**DATASET EXTRACT:**
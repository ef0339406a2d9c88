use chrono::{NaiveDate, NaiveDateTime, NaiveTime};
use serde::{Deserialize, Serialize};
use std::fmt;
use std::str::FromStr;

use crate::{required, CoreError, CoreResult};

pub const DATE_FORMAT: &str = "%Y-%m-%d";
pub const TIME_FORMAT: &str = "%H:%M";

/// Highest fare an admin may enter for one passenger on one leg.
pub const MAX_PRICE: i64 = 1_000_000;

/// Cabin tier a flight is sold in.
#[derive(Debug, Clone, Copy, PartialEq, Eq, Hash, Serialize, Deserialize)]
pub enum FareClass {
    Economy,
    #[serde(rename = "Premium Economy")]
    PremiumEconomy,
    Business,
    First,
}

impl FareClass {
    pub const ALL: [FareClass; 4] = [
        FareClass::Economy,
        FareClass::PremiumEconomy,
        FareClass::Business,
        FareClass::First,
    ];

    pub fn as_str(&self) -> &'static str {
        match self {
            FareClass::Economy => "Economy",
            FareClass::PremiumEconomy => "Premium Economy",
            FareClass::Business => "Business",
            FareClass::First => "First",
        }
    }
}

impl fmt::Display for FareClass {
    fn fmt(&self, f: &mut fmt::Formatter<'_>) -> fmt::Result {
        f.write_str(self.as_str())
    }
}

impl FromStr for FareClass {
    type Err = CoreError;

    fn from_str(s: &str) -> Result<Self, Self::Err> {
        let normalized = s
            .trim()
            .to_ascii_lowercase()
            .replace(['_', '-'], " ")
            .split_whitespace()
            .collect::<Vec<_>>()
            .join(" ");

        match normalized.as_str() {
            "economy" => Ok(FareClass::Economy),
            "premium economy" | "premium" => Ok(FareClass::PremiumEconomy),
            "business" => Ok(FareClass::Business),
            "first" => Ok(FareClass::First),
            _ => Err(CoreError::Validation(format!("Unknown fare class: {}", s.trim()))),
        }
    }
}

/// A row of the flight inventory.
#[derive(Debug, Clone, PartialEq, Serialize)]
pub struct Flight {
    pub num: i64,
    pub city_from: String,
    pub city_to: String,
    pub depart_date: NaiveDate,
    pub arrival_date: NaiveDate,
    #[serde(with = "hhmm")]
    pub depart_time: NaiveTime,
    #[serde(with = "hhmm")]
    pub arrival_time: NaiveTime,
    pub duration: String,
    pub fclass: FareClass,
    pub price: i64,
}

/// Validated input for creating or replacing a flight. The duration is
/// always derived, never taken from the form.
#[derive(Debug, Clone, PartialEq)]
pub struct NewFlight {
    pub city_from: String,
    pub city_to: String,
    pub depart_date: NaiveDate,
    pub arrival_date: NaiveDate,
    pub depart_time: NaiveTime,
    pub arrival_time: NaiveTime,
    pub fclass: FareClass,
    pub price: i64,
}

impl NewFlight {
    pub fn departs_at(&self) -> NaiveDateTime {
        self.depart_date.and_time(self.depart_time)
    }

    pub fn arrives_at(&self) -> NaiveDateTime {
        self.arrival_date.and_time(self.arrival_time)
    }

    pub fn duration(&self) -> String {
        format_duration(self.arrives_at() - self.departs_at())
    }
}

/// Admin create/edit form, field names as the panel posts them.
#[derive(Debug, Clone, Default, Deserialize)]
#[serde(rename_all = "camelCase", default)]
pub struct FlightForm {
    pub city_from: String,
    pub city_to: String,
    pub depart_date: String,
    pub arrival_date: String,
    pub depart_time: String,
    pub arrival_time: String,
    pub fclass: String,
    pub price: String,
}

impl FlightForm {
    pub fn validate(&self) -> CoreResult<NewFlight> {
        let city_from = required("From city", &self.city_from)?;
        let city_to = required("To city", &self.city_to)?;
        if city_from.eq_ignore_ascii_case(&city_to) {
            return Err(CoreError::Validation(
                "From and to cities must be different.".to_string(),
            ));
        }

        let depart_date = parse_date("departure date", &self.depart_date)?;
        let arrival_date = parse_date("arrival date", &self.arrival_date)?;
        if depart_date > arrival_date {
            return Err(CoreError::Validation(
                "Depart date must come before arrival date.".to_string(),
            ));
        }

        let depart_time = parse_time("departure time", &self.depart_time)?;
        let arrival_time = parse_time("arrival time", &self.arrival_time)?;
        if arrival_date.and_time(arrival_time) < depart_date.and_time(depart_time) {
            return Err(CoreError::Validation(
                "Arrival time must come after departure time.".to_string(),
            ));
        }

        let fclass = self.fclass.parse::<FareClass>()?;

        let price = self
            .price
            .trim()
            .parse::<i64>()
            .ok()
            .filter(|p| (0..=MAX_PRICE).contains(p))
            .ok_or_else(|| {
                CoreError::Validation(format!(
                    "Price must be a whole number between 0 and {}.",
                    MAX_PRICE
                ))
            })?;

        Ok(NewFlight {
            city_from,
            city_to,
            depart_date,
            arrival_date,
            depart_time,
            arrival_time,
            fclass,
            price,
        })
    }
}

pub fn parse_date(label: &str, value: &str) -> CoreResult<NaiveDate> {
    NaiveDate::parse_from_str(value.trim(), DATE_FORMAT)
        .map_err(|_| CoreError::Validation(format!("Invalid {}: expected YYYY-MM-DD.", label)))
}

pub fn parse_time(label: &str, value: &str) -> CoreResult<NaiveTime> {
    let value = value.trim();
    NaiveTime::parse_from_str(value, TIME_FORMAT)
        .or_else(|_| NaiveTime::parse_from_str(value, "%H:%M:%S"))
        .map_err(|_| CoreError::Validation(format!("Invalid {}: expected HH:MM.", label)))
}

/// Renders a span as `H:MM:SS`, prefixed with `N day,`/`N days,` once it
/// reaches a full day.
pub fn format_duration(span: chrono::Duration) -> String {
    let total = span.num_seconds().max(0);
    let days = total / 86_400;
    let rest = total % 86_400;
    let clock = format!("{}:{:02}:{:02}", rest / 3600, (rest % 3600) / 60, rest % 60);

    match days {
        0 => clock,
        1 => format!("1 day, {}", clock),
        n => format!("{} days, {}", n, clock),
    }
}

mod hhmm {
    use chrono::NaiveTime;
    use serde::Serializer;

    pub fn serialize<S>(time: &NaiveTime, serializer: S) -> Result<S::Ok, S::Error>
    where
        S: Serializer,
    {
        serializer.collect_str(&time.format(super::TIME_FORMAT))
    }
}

**AIM OF THE EXERCISE:** Please repeat every entry, exactly as it was written.

**RESULT OF THE TASK:**
repository ef0339406a2d9c88
use chrono::{NaiveDate, NaiveDateTime, NaiveTime};
use serde::{Deserialize, Serialize};
use std::fmt;
use std::str::FromStr;

use crate::{required, CoreError, CoreResult};

pub const DATE_FORMAT: &str = "%Y-%m-%d";
pub const TIME_FORMAT: &str = "%H:%M";

/// Highest fare an admin may enter for one passenger on one leg.
pub const MAX_PRICE: i64 = 1_000_000;

/// Cabin tier a flight is sold in.
#[derive(Debug, Clone, Copy, PartialEq, Eq, Hash, Serialize, Deserialize)]
pub enum FareClass {
    Economy,
    #[serde(rename = "Premium Economy")]
    PremiumEconomy,
    Business,
    First,
}

impl FareClass {
    pub const ALL: [FareClass; 4] = [
        FareClass::Economy,
        FareClass::PremiumEconomy,
        FareClass::Business,
        FareClass::First,
    ];

    pub fn as_str(&self) -> &'static str {
        match self {
            FareClass::Economy => "Economy",
            FareClass::PremiumEconomy => "Premium Economy",
            FareClass::Business => "Business",
            FareClass::First => "First",
        }
    }
}

impl fmt::Display for FareClass {
    fn fmt(&self, f: &mut fmt::Formatter<'_>) -> fmt::Result {
        f.write_str(self.as_str())
    }
}

impl FromStr for FareClass {
    type Err = CoreError;

    fn from_str(s: &str) -> Result<Self, Self::Err> {
        let normalized = s
            .trim()
            .to_ascii_lowercase()
            .replace(['_', '-'], " ")
            .split_whitespace()
            .collect::<Vec<_>>()
            .join(" ");

        match normalized.as_str() {
            "economy" => Ok(FareClass::Economy),
            "premium economy" | "premium" => Ok(FareClass::PremiumEconomy),
            "business" => Ok(FareClass::Business),
            "first" => Ok(FareClass::First),
            _ => Err(CoreError::Validation(format!("Unknown fare class: {}", s.trim()))),
        }
    }
}

/// A row of the flight inventory.
#[derive(Debug, Clone, PartialEq, Serialize)]
pub struct Flight {
    pub num: i64,
    pub city_from: String,
    pub city_to: String,
    pub depart_date: NaiveDate,
    pub arrival_date: NaiveDate,
    #[serde(with = "hhmm")]
    pub depart_time: NaiveTime,
    #[serde(with = "hhmm")]
    pub arrival_time: NaiveTime,
    pub duration: String,
    pub fclass: FareClass,
    pub price: i64,
}

/// Validated input for creating or replacing a flight. The duration is
/// always derived, never taken from the form.
#[derive(Debug, Clone, PartialEq)]
pub struct NewFlight {
    pub city_from: String,
    pub city_to: String,
    pub depart_date: NaiveDate,
    pub arrival_date: NaiveDate,
    pub depart_time: NaiveTime,
    pub arrival_time: NaiveTime,
    pub fclass: FareClass,
    pub price: i64,
}

impl NewFlight {
    pub fn departs_at(&self) -> NaiveDateTime {
        self.depart_date.and_time(self.depart_time)
    }

    pub fn arrives_at(&self) -> NaiveDateTime {
        self.arrival_date.and_time(self.arrival_time)
    }

    pub fn duration(&self) -> String {
        format_duration(self.arrives_at() - self.departs_at())
    }
}

/// Admin create/edit form, field names as the panel posts them.
#[derive(Debug, Clone, Default, Deserialize)]
#[serde(rename_all = "camelCase", default)]
pub struct FlightForm {
    pub city_from: String,
    pub city_to: String,
    pub depart_date: String,
    pub arrival_date: String,
    pub depart_time: String,
    pub arrival_time: String,
    pub fclass: String,
    pub price: String,
}

impl FlightForm {
    pub fn validate(&self) -> CoreResult<NewFlight> {
        let city_from = required("From city", &self.city_from)?;
        let city_to = required("To city", &self.city_to)?;
        if city_from.eq_ignore_ascii_case(&city_to) {
            return Err(CoreError::Validation(
                "From and to cities must be different.".to_string(),
            ));
        }

        let depart_date = parse_date("departure date", &self.depart_date)?;
        let arrival_date = parse_date("arrival date", &self.arrival_date)?;
        if depart_date > arrival_date {
            return Err(CoreError::Validation(
                "Depart date must come before arrival date.".to_string(),
            ));
        }

        let depart_time = parse_time("departure time", &self.depart_time)?;
        let arrival_time = parse_time("arrival time", &self.arrival_time)?;
        if arrival_date.and_time(arrival_time) < depart_date.and_time(depart_time) {
            return Err(CoreError::Validation(
                "Arrival time must come after departure time.".to_string(),
            ));
        }

        let fclass = self.fclass.parse::<FareClass>()?;

        let price = self
            .price
            .trim()
            .parse::<i64>()
            .ok()
            .filter(|p| (0..=MAX_PRICE).contains(p))
            .ok_or_else(|| {
                CoreError::Validation(format!(
                    "Price must be a whole number between 0 and {}.",
                    MAX_PRICE
                ))
            })?;

        Ok(NewFlight {
            city_from,
            city_to,
            depart_date,
            arrival_date,
            depart_time,
            arrival_time,
            fclass,
            price,
        })
    }
}

pub fn parse_date(label: &str, value: &str) -> CoreResult<NaiveDate> {
    NaiveDate::parse_from_str(value.trim(), DATE_FORMAT)
        .map_err(|_| CoreError::Validation(format!("Invalid {}: expected YYYY-MM-DD.", label)))
}

pub fn parse_time(label: &str, value: &str) -> CoreResult<NaiveTime> {
    let value = value.trim();
    NaiveTime::parse_from_str(value, TIME_FORMAT)
        .or_else(|_| NaiveTime::parse_from_str(value, "%H:%M:%S"))
        .map_err(|_| CoreError::Validation(format!("Invalid {}: expected HH:MM.", label)))
}

/// Renders a span as `H:MM:SS`, prefixed with `N day,`/`N days,` once it
/// reaches a full day.
pub fn format_duration(span: chrono::Duration) -> String {
    let total = span.num_seconds().max(0);
    let days = total / 86_400;
    let rest = total % 86_400;
    let clock = format!("{}:{:02}:{:02}", rest / 3600, (rest % 3600) / 60, rest % 60);

    match days {
        0 => clock,
        1 => format!("1 day, {}", clock),
        n => format!("{} days, {}", n, clock),
    }
}

mod hhmm {
    use chrono::NaiveTime;
    use serde::Serializer;

    pub fn serialize<S>(time: &NaiveTime, serializer: S) -> Result<S::Ok, S::Error>
    where
        S: Serializer,
    {
        serializer.collect_str(&time.format(super::TIME_FORMAT))
    }
}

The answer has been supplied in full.